South Korea was the ninth-largest energy consumer in the world in 2019 [1]. At the same time, it ranks globally among the top five importers of liquefied natural gas (LNG), coal, crude oil, and refined products, with 98% of its fossil fuel consumption being covered by foreign supply. However, it does not have any international pipeline infrastructure, and therefore crude oil and LNG are exclusively delivered to South Korea via tankers [2].

The motivation for the introduction of biofuels in South Korea is, in part, based on the costly means currently employed to deliver transportation fuels to its consumers. Energy security—i.e., the uninterrupted availability of natural resources for fuel consumption at an affordable price—is thus an important component of the motivation to incentivize the use of biofuels. Moreover, the penetration of renewable energy technologies in South Korea’s fuel market, albeit limited so far, has also been driven by its strategic goal to downscale greenhouse gas (GHG) emissions by 37% by 2030 as compared with the business-as-usual scenario [3] (see [4] for an analysis of the implications of climate change (and urbanization) for precipitation and temperature in South Korea). In fact, according to the International Energy Agency [5], the transportation sector (including aviation and marine transportation) contributes almost one-fourth of the worldwide CO₂ emissions. (According to the U.S. Energy Information Administration [6], on-road transportation in South Korea accounts for the largest share of its transportation energy consumption (as in all regions in the world); at the same time, marine transportation accounts for one-fourth of its total transportation energy use.
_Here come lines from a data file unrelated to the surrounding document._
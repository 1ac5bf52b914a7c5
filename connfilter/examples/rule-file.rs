use std::path::PathBuf;

use clap::Parser;
use connfilter::{Connection, Filter, OpenMode, Pattern, Rule, Verdict};

#[derive(Debug, Parser)]
pub struct Opt {
    /// Rule file, created with a sample rule set if it doesn't exist
    #[clap(short, long, default_value = "rules.bin")]
    file: PathBuf,
    #[clap(long, default_value = "10.13.13.2")]
    source: String,
    #[clap(long, default_value = "8.8.8.8")]
    destination: String,
    #[clap(short, long, default_value = "443")]
    port: u16,
    #[clap(long, default_value = "HTTPS")]
    master: String,
    #[clap(long, default_value = "Facebook")]
    app: String,
    /// Log every connection, not only the ones allowed with IPS
    #[clap(long)]
    log_all: bool,
}

fn main() -> Result<(), anyhow::Error> {
    let opt = Opt::parse();
    tracing_subscriber::fmt::init();

    let ipv4 = Pattern::new(r"^(\d{1,3})\.(\d{1,3})\.(\d{1,3})\.(\d{1,3})$")?;
    for host in [&opt.source, &opt.destination] {
        if ipv4.extract(host, 0).is_none() {
            tracing::warn!(%host, "not an IPv4 address, only exact or wildcard rules match it");
        }
    }

    let mode = if opt.file.exists() {
        OpenMode::Load
    } else {
        OpenMode::Create
    };
    let mut filter = Filter::open(&opt.file, mode)?;
    if mode == OpenMode::Create {
        filter.set_rule(
            0,
            &Rule::new(Verdict::Deny)
                .with_source("10.13.13.3")
                .with_master_protocol("SSH"),
        )?;
        filter.set_rule(
            1,
            &Rule::new(Verdict::AllowWithLogging)
                .with_destination("8.8.8.8")
                .with_port(443)
                .with_master_protocol("HTTPS")
                .with_application("Facebook"),
        )?;
        filter.set_rule(2, &Rule::new(Verdict::Reject).with_application("Facebook"))?;
        filter.set_rule(3, &Rule::new(Verdict::Allow).with_port(53))?;
        tracing::info!(file = %opt.file.display(), "created sample rule set");
    }
    filter.set_default_verdict(Some(Verdict::Deny));
    if opt.log_all {
        filter.start_logging();
    }

    let verdict = filter.evaluate(&Connection {
        source: &opt.source,
        destination: &opt.destination,
        destination_port: opt.port,
        master_protocol: &opt.master,
        application_protocol: &opt.app,
    });
    match verdict {
        Some(verdict) => tracing::info!(verdict = verdict.name(), "connection evaluated"),
        None => tracing::info!("no verdict for connection"),
    }

    filter.close()?;
    Ok(())
}
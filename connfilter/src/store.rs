mod image;

use std::{
    fs::{File, OpenOptions},
    io::{self, Read, Seek, SeekFrom, Write},
    path::{Path, PathBuf},
};

use connfilter_common::RuleTable;
use tracing::{debug, warn};

use crate::{Error, Result};

pub use image::ImageError;

/// How [`RuleStore::open`] treats the backing file.
#[derive(Debug, Clone, Copy, PartialEq, Eq)]
pub enum OpenMode {
    /// Read the table image from an existing file.
    Load,
    /// Create or truncate the file and start from an empty table.
    Create,
}

/// A [`RuleTable`] together with the file it is persisted to.
///
/// The file stays open until [`close`](RuleStore::close), which writes the table back. A store
/// dropped without `close` discards every change made since it was opened.
pub struct RuleStore {
    path: PathBuf,
    file: Option<File>,
    table: Box<RuleTable>,
}

impl RuleStore {
    /// Opens the rule file at `path`.
    ///
    /// Loading fails if the file doesn't exist or doesn't hold a table image matching this
    /// build's capacity and field width. Both modes open the file for reading and writing,
    /// since [`close`](RuleStore::close) writes back through the same handle, so a read-only
    /// rule file fails with [`Error::Open`].
    ///
    /// # Example
    /// ```no_run
    /// # use connfilter::{OpenMode, RuleStore, Verdict};
    /// let mut store = RuleStore::open("rules.bin", OpenMode::Create).unwrap();
    /// store
    ///     .table_mut()
    ///     .set_rule(0, "any", "any", 22, "any", "SSH", Verdict::Deny)
    ///     .unwrap();
    /// store.close().unwrap();
    /// ```
    pub fn open(path: impl AsRef<Path>, mode: OpenMode) -> Result<Self> {
        let path = path.as_ref();
        let (file, table) = match mode {
            OpenMode::Create => {
                let file = OpenOptions::new()
                    .read(true)
                    .write(true)
                    .create(true)
                    .truncate(true)
                    .open(path)
                    .map_err(|e| open_error(path, e))?;
                (file, Box::new(RuleTable::new()))
            }
            OpenMode::Load => {
                let mut file = OpenOptions::new()
                    .read(true)
                    .write(true)
                    .open(path)
                    .map_err(|e| open_error(path, e))?;
                // one byte past the image is enough to reject an oversized file
                let mut buf = Vec::with_capacity(image::IMAGE_LEN + 1);
                (&mut file)
                    .take(image::IMAGE_LEN as u64 + 1)
                    .read_to_end(&mut buf)?;
                (file, image::decode(&buf)?)
            }
        };

        debug!(path = %path.display(), ?mode, active = table.active_count(), "opened rule store");
        Ok(Self {
            path: path.to_path_buf(),
            file: Some(file),
            table,
        })
    }

    pub fn path(&self) -> &Path {
        &self.path
    }

    pub fn table(&self) -> &RuleTable {
        &self.table
    }

    pub fn table_mut(&mut self) -> &mut RuleTable {
        &mut self.table
    }

    /// Writes the table back to the file and releases it.
    pub fn close(mut self) -> Result<()> {
        if let Some(file) = self.file.take() {
            write_image(file, &self.table)?;
            debug!(
                path = %self.path.display(),
                active = self.table.active_count(),
                "closed rule store"
            );
        }
        Ok(())
    }
}

impl Drop for RuleStore {
    fn drop(&mut self) {
        if self.file.is_some() {
            warn!(
                path = %self.path.display(),
                "rule store dropped without close, changes are lost"
            );
        }
    }
}

fn open_error(path: &Path, source: io::Error) -> Error {
    Error::Open {
        path: path.to_path_buf(),
        source,
    }
}

fn write_image(mut file: File, table: &RuleTable) -> io::Result<()> {
    let image = image::encode(table);
    file.seek(SeekFrom::Start(0))?;
    file.write_all(&image)?;
    file.set_len(image.len() as u64)?;
    file.sync_all()
}
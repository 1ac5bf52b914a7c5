use std::{io, path::PathBuf};

use connfilter_common::RuleTableError;
use thiserror::Error;

use crate::ImageError;

/// Rule engine errors.
#[non_exhaustive]
#[derive(Error, Debug)]
pub enum Error {
    /// Index out of range or a field too long for the table.
    #[error(transparent)]
    Table(#[from] RuleTableError),
    /// Backing file couldn't be opened or created.
    #[error("couldn't open rule file {}", .path.display())]
    Open {
        path: PathBuf,
        #[source]
        source: io::Error,
    },
    /// IO error while reading or writing the backing file.
    #[error(transparent)]
    Io(#[from] io::Error),
    /// The backing file doesn't hold a table image this build can load.
    #[error(transparent)]
    Image(#[from] ImageError),
    /// Pattern is not a valid regular expression.
    #[error(transparent)]
    Pattern(#[from] regex::Error),
}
This latter figure highlights the importance of marine transportation for South Korea, with its economy relying heavily on exports and with major trading partners reached mostly by sea.) Furthermore, the U.S. Energy Information Administration [6] projects an average annual growth of 0.8% in delivered transportation energy consumption in South Korea over the period 2012–2040. The strategic goal in question has led to, among other policies, government-funded research and development (R&D) activities regarding non-food feedstocks that could be used in the production of fuel for transportation. Still, at this point, there is an urgent need for South Korea to efficiently manage its available natural resources in order to effectively support the growth of its bioeconomy [3].

Biofuels have been traditionally produced from food commodities such as corn (in the United States) and sugarcane (in Brazil), and this has led to a heated food-versus-fuel debate [7,8]. Even though the effect of first-generation (i.e., conventional) biofuels on food commodity prices might be large in the short run, a different picture seems to emerge in the long run. For instance, Hochman and Zilberman [9] demonstrate that the impact of the introduction of corn-ethanol on corn prices in the medium-to-long run is moderate at most. Nonetheless, the perceived impact of first-generation biofuels on food (commodity) prices and their potentially substantial short-run price effects have resulted in a strong push for the use of non-food feedstocks in biofuel production.

With respect to the environment, the benefits of first-generation biofuels are minimal, if any [9]. Nevertheless, it should be noted here that, in comparison with the study by Searchinger et al. [10], the indirect land-use change effect of biofuels has been estimated to be severalfold smaller in more recent studies [9,11,12,13]. By contrast, advanced (i.e., second- and third-generation) biofuels have great(er) potential for mitigating GHG emissions [14,15].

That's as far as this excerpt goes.